About this task | A verbatim transcript of the lines below, starting at the first and ending with the one that holds "pub fn step(&mut", is what should be produced.

Stored items |
=== Section Start ===

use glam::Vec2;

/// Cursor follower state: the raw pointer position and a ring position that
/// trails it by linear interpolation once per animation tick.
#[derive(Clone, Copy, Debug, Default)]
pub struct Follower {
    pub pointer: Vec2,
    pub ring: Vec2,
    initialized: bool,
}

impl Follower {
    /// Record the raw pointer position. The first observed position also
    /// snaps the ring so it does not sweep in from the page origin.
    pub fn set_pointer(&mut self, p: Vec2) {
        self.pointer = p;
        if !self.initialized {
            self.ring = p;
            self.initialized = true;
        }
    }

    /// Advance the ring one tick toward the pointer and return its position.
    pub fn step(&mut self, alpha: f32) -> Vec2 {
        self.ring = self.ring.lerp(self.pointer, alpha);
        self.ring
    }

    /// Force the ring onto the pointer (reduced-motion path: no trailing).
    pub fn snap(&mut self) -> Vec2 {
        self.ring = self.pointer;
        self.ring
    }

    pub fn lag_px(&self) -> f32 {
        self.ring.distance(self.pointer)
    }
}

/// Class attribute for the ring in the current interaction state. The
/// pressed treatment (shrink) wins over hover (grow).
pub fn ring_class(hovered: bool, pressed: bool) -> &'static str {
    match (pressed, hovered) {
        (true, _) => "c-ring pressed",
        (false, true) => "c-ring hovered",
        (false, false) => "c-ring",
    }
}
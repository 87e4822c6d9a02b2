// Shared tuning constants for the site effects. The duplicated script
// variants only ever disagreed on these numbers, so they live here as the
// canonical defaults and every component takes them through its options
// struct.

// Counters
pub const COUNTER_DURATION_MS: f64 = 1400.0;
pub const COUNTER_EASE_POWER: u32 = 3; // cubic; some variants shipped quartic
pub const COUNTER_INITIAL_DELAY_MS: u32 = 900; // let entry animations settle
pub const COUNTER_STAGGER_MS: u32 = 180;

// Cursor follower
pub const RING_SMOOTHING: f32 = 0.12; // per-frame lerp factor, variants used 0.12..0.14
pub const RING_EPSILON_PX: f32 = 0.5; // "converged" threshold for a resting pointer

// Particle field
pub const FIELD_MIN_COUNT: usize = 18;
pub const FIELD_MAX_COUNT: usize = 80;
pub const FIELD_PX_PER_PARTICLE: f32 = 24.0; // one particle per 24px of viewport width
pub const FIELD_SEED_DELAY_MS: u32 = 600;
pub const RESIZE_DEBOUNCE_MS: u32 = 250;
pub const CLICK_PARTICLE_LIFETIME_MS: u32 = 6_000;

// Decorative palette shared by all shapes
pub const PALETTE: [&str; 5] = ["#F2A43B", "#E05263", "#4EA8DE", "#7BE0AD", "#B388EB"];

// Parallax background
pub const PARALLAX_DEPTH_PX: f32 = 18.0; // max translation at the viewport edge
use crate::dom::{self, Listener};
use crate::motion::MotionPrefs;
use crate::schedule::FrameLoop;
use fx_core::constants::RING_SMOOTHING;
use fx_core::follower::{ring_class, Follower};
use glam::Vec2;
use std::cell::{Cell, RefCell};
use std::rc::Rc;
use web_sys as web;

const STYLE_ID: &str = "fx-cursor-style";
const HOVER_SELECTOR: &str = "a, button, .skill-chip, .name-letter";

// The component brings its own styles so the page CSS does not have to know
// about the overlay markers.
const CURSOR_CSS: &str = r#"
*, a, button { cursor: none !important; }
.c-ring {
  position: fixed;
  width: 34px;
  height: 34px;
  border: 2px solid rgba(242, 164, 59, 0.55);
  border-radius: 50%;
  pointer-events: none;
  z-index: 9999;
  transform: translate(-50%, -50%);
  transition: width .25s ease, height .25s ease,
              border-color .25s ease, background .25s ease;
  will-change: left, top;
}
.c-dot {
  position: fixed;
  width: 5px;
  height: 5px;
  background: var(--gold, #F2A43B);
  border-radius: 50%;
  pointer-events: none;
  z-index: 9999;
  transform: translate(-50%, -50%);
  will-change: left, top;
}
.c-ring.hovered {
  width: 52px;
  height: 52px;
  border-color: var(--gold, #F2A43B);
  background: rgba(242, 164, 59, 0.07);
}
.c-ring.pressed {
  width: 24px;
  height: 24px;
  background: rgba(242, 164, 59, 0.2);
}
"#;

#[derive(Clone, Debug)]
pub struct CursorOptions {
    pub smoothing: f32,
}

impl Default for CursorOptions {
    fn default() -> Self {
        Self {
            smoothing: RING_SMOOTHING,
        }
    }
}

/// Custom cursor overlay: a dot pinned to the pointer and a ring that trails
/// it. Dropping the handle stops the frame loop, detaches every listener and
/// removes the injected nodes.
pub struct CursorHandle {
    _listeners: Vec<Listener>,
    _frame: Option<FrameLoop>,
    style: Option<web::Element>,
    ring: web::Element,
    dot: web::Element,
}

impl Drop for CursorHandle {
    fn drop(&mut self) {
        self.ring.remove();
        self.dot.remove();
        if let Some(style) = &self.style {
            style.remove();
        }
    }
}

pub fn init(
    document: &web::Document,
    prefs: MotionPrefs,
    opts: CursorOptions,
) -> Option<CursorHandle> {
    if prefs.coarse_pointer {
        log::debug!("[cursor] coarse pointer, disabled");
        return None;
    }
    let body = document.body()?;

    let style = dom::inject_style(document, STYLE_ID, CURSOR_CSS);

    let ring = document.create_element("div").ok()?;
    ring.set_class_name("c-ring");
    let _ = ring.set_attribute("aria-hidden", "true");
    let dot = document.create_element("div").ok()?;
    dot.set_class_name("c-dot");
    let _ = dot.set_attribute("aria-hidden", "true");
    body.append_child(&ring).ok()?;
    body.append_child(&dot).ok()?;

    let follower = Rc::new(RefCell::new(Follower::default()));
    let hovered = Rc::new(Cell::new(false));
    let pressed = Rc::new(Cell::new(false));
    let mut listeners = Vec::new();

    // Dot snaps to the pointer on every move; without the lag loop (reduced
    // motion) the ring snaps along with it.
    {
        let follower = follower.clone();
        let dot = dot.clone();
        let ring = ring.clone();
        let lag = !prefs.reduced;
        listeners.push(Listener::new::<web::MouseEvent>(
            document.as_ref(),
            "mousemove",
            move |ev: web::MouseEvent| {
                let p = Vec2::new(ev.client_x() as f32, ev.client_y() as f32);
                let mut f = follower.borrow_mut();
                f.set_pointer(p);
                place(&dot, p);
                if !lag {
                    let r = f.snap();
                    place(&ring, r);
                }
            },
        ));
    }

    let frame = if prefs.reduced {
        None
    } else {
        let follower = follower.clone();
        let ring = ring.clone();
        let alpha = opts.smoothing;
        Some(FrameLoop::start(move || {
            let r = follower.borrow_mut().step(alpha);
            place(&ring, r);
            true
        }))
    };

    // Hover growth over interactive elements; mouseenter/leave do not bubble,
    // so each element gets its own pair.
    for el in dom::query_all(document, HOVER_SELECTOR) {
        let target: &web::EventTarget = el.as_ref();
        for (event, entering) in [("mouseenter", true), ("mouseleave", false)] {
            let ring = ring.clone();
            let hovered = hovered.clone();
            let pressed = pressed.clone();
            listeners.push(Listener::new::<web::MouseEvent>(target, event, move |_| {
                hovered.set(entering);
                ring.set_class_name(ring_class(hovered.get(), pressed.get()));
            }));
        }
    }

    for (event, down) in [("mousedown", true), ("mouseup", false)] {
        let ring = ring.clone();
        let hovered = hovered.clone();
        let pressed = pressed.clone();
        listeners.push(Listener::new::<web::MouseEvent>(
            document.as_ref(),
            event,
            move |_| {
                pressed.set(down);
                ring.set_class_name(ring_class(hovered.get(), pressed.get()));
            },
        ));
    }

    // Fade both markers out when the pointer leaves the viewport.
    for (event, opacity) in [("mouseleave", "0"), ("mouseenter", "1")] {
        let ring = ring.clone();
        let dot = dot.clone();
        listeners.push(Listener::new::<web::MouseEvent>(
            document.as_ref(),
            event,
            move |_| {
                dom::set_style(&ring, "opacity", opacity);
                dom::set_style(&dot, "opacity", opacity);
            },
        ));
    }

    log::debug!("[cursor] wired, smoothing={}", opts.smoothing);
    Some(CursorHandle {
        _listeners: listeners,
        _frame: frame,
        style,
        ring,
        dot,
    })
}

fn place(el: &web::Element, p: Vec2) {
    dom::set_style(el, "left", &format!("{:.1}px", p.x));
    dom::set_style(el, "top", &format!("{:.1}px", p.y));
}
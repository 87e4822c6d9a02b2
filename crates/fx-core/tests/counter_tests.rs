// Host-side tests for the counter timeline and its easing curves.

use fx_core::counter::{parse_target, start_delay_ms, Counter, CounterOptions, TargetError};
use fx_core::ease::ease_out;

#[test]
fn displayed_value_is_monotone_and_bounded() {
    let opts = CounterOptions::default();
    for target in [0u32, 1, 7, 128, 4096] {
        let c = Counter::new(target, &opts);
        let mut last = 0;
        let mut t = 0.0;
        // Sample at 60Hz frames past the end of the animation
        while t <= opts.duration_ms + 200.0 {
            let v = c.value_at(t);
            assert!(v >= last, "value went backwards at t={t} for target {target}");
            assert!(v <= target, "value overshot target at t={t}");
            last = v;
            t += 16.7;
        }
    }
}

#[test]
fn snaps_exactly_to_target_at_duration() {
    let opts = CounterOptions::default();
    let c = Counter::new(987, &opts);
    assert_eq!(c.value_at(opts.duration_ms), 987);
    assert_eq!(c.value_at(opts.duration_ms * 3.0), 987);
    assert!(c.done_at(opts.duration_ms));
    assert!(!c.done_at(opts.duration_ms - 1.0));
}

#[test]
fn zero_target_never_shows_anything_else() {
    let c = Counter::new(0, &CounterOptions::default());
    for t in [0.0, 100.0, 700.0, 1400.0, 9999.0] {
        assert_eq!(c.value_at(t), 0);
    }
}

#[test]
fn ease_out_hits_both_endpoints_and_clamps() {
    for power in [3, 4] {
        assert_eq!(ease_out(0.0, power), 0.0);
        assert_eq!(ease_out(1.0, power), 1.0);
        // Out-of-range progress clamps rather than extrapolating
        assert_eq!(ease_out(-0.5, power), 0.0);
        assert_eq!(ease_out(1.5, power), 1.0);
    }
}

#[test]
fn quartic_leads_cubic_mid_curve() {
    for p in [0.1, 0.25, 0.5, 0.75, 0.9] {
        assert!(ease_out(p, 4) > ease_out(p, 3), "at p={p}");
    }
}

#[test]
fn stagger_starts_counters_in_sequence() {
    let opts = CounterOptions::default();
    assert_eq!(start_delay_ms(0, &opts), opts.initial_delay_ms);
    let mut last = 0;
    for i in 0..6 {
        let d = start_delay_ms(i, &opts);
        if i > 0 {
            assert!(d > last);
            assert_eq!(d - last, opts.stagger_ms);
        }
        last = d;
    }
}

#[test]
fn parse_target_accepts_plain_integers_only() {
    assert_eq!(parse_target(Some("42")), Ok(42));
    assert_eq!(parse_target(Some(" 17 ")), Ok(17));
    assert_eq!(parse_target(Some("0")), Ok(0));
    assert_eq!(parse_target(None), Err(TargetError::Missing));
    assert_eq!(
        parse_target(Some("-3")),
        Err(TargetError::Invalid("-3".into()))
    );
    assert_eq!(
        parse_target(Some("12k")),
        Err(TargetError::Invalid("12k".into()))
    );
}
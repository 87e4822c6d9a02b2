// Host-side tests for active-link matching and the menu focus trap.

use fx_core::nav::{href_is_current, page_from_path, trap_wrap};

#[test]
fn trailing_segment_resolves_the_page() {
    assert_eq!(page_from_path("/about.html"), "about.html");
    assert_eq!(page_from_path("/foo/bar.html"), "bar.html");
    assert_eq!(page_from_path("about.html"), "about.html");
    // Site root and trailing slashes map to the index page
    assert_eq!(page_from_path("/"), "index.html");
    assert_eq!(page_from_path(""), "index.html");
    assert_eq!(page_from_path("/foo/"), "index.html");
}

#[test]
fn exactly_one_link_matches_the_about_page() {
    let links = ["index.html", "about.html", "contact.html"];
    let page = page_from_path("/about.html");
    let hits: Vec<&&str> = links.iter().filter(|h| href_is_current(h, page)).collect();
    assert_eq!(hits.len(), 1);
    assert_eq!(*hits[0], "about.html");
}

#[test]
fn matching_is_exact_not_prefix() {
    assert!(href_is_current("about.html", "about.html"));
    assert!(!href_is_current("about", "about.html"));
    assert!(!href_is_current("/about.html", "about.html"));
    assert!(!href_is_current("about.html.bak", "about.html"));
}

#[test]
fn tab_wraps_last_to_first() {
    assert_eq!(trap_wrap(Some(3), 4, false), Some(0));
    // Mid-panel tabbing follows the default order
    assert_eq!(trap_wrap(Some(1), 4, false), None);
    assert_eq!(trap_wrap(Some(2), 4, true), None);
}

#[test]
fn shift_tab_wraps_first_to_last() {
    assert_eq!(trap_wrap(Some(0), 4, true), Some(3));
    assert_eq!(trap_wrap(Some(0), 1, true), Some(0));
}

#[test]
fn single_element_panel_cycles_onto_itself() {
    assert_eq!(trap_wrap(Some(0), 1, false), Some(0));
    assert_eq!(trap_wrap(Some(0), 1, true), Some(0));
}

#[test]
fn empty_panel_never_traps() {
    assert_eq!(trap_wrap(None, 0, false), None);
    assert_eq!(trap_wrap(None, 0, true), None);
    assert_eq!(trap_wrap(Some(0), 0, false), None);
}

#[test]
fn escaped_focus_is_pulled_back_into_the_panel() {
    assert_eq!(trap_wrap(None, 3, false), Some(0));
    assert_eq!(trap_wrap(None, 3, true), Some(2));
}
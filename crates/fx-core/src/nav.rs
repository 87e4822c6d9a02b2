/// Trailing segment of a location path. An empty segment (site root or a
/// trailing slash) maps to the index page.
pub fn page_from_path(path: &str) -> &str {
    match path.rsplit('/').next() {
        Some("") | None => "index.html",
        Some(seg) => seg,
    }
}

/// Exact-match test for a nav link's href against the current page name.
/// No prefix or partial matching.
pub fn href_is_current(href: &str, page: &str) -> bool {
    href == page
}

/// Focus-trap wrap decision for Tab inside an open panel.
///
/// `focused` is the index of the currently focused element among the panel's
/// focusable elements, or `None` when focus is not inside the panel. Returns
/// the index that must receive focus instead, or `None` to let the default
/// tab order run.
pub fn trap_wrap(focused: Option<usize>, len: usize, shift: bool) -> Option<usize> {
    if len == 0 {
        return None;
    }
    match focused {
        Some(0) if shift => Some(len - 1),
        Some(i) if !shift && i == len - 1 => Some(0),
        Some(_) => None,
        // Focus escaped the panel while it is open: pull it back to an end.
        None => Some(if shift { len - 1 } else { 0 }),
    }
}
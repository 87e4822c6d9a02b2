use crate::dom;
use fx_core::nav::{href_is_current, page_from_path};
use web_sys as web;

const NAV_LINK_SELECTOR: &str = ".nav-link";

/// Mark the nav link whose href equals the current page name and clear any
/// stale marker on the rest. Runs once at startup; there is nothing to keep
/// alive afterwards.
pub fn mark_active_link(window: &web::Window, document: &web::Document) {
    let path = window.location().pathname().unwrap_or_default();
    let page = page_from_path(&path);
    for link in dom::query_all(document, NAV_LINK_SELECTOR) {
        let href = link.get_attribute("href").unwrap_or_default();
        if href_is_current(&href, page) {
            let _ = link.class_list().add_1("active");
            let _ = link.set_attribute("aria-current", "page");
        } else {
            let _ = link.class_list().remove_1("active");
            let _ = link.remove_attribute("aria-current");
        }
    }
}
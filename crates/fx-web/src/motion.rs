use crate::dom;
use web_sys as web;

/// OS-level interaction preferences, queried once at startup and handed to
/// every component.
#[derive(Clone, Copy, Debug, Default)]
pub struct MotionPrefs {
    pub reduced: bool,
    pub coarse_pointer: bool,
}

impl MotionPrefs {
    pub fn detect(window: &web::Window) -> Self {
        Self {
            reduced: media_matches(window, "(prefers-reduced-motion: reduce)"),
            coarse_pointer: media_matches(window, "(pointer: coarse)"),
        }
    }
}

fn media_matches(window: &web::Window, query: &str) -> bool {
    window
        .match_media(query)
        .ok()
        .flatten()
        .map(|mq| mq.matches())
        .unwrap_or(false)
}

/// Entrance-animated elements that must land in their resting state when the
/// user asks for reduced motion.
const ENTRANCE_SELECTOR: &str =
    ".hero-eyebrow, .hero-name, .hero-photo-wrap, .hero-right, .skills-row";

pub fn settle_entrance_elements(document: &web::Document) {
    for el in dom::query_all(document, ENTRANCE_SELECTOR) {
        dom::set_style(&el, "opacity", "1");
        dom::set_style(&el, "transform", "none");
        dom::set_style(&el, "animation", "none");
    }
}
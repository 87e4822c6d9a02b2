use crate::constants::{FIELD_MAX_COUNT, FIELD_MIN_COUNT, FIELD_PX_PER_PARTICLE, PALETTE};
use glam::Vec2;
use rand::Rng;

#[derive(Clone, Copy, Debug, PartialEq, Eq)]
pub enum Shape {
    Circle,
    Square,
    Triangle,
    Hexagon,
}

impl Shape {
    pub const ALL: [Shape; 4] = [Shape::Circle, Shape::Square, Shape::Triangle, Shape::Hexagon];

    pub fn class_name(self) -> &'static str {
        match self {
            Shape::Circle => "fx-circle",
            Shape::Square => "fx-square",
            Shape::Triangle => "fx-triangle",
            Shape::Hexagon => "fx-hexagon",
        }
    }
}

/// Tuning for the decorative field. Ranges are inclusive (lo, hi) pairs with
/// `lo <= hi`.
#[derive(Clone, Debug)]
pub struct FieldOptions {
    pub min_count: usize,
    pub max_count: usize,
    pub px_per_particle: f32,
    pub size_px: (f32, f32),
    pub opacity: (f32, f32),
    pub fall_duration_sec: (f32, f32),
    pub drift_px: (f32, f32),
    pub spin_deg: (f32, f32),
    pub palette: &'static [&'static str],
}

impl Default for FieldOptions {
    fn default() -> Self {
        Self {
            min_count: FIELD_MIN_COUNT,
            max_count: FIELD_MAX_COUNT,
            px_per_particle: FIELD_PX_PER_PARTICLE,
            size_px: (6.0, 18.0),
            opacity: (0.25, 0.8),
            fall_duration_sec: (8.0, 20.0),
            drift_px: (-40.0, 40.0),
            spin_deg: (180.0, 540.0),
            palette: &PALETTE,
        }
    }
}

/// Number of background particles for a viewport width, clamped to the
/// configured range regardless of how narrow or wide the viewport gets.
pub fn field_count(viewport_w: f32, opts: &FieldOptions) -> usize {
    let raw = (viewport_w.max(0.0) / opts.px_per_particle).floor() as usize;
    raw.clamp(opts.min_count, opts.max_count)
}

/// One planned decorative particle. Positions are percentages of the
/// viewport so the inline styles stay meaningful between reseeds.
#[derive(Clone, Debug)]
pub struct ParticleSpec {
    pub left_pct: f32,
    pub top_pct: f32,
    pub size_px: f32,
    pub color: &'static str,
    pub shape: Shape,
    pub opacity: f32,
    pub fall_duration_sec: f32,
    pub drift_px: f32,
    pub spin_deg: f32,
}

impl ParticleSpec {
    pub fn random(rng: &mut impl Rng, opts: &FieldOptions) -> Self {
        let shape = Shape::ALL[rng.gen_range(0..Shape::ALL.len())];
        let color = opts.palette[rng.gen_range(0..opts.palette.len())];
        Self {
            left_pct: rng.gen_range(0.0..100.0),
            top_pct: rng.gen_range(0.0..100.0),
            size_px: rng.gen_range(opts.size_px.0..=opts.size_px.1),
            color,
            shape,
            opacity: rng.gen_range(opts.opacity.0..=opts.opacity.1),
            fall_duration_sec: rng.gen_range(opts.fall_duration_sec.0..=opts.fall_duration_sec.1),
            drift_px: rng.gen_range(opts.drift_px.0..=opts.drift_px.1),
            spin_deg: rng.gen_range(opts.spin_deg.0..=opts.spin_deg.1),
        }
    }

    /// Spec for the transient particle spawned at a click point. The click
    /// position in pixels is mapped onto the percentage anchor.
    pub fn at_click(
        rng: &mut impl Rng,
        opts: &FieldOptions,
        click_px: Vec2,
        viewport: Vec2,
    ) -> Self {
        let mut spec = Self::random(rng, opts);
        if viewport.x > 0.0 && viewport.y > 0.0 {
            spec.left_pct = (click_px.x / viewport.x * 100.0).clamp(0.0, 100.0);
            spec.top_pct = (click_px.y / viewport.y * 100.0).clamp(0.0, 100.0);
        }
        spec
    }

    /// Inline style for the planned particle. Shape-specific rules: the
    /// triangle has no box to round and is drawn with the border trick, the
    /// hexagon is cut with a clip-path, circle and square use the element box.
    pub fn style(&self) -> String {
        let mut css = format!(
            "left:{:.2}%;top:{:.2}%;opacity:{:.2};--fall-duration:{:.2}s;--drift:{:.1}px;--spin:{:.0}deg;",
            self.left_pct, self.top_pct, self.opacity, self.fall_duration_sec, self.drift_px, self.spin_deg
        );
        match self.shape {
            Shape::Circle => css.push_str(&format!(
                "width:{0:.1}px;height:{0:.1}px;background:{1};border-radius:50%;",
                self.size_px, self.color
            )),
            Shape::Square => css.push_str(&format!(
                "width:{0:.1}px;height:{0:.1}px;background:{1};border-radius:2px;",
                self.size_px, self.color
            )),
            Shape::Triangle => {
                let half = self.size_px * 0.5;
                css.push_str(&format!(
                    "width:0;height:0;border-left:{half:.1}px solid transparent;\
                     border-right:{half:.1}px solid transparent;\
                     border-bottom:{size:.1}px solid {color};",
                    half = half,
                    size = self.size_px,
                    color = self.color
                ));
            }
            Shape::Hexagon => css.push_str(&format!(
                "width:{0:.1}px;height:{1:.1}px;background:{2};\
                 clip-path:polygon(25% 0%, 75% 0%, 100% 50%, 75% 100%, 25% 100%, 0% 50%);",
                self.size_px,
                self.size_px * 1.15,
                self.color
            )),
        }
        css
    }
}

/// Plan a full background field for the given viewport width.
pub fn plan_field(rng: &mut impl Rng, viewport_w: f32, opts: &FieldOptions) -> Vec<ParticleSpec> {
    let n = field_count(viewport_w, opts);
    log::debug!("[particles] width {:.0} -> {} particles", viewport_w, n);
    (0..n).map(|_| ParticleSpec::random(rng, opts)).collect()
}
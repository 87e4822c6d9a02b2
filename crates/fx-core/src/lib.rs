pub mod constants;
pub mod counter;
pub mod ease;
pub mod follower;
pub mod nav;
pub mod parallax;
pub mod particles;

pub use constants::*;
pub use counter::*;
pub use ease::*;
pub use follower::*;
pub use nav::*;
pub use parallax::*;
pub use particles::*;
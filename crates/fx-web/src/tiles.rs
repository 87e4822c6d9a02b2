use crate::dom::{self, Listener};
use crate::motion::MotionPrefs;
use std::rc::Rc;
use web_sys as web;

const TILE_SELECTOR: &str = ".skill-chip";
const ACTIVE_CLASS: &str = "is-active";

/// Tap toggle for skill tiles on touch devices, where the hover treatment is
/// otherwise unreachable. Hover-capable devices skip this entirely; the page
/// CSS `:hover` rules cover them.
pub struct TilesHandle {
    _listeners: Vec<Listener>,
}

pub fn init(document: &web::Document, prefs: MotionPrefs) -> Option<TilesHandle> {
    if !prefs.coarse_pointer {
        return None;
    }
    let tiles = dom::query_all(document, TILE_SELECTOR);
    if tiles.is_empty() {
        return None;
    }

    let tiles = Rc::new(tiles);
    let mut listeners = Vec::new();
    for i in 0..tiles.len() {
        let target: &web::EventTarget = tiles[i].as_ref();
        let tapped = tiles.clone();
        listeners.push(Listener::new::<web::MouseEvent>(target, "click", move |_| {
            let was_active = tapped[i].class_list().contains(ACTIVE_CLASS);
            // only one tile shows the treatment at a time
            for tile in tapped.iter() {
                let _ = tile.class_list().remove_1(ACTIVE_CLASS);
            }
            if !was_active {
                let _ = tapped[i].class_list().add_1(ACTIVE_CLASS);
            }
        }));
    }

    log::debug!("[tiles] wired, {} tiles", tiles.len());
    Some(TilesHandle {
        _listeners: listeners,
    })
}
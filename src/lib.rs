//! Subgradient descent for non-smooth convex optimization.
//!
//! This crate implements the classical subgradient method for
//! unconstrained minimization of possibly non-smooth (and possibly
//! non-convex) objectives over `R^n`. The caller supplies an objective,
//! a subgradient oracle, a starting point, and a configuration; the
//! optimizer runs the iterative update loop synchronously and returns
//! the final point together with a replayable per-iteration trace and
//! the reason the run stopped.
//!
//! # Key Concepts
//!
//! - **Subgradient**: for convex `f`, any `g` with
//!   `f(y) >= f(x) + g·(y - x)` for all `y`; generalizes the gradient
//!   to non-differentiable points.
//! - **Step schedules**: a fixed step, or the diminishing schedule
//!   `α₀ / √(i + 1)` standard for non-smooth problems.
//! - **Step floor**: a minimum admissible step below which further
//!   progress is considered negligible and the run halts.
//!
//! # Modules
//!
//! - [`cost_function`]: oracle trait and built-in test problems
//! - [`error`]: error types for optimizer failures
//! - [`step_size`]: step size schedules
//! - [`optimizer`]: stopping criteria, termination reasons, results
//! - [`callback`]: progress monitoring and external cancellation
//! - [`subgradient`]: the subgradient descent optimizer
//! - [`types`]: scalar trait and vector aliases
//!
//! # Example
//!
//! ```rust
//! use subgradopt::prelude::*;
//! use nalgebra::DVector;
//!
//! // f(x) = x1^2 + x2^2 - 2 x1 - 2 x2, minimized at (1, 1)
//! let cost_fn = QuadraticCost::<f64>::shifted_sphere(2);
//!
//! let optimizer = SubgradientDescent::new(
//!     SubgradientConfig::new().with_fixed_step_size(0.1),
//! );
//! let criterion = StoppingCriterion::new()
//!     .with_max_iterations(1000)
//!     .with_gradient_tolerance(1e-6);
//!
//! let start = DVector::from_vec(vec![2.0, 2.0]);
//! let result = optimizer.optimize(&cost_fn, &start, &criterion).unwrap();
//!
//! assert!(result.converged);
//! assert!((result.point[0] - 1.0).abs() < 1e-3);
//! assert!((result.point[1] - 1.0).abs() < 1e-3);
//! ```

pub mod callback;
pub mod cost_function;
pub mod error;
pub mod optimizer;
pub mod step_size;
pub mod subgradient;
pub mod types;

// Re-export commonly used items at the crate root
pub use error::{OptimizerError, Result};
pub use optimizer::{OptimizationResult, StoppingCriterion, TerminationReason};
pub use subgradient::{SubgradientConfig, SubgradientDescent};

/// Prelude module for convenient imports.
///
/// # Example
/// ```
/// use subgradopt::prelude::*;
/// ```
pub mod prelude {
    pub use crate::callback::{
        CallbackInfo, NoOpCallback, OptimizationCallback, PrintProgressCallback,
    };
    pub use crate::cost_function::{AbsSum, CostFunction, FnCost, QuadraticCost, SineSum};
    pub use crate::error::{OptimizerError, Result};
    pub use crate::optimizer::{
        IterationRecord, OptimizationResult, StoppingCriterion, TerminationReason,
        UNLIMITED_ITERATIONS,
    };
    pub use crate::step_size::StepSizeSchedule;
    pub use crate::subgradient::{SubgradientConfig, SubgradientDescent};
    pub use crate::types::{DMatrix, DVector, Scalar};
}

=== Section End ===

Exercise response |
use glam::Vec2;

/// Cursor follower state: the raw pointer position and a ring position that
/// trails it by linear interpolation once per animation tick.
#[derive(Clone, Copy, Debug, Default)]
pub struct Follower {
    pub pointer: Vec2,
    pub ring: Vec2,
    initialized: bool,
}

impl Follower {
    /// Record the raw pointer position. The first observed position also
    /// snaps the ring so it does not sweep in from the page origin.
    pub fn set_pointer(&mut self, p: Vec2) {
        self.pointer = p;
        if !self.initialized {
            self.ring = p;
            self.initialized = true;
        }
    }

    /// Advance the ring one tick toward the pointer and return its position.
    pub fn step(&mut self, alpha: f32) -> Vec2 {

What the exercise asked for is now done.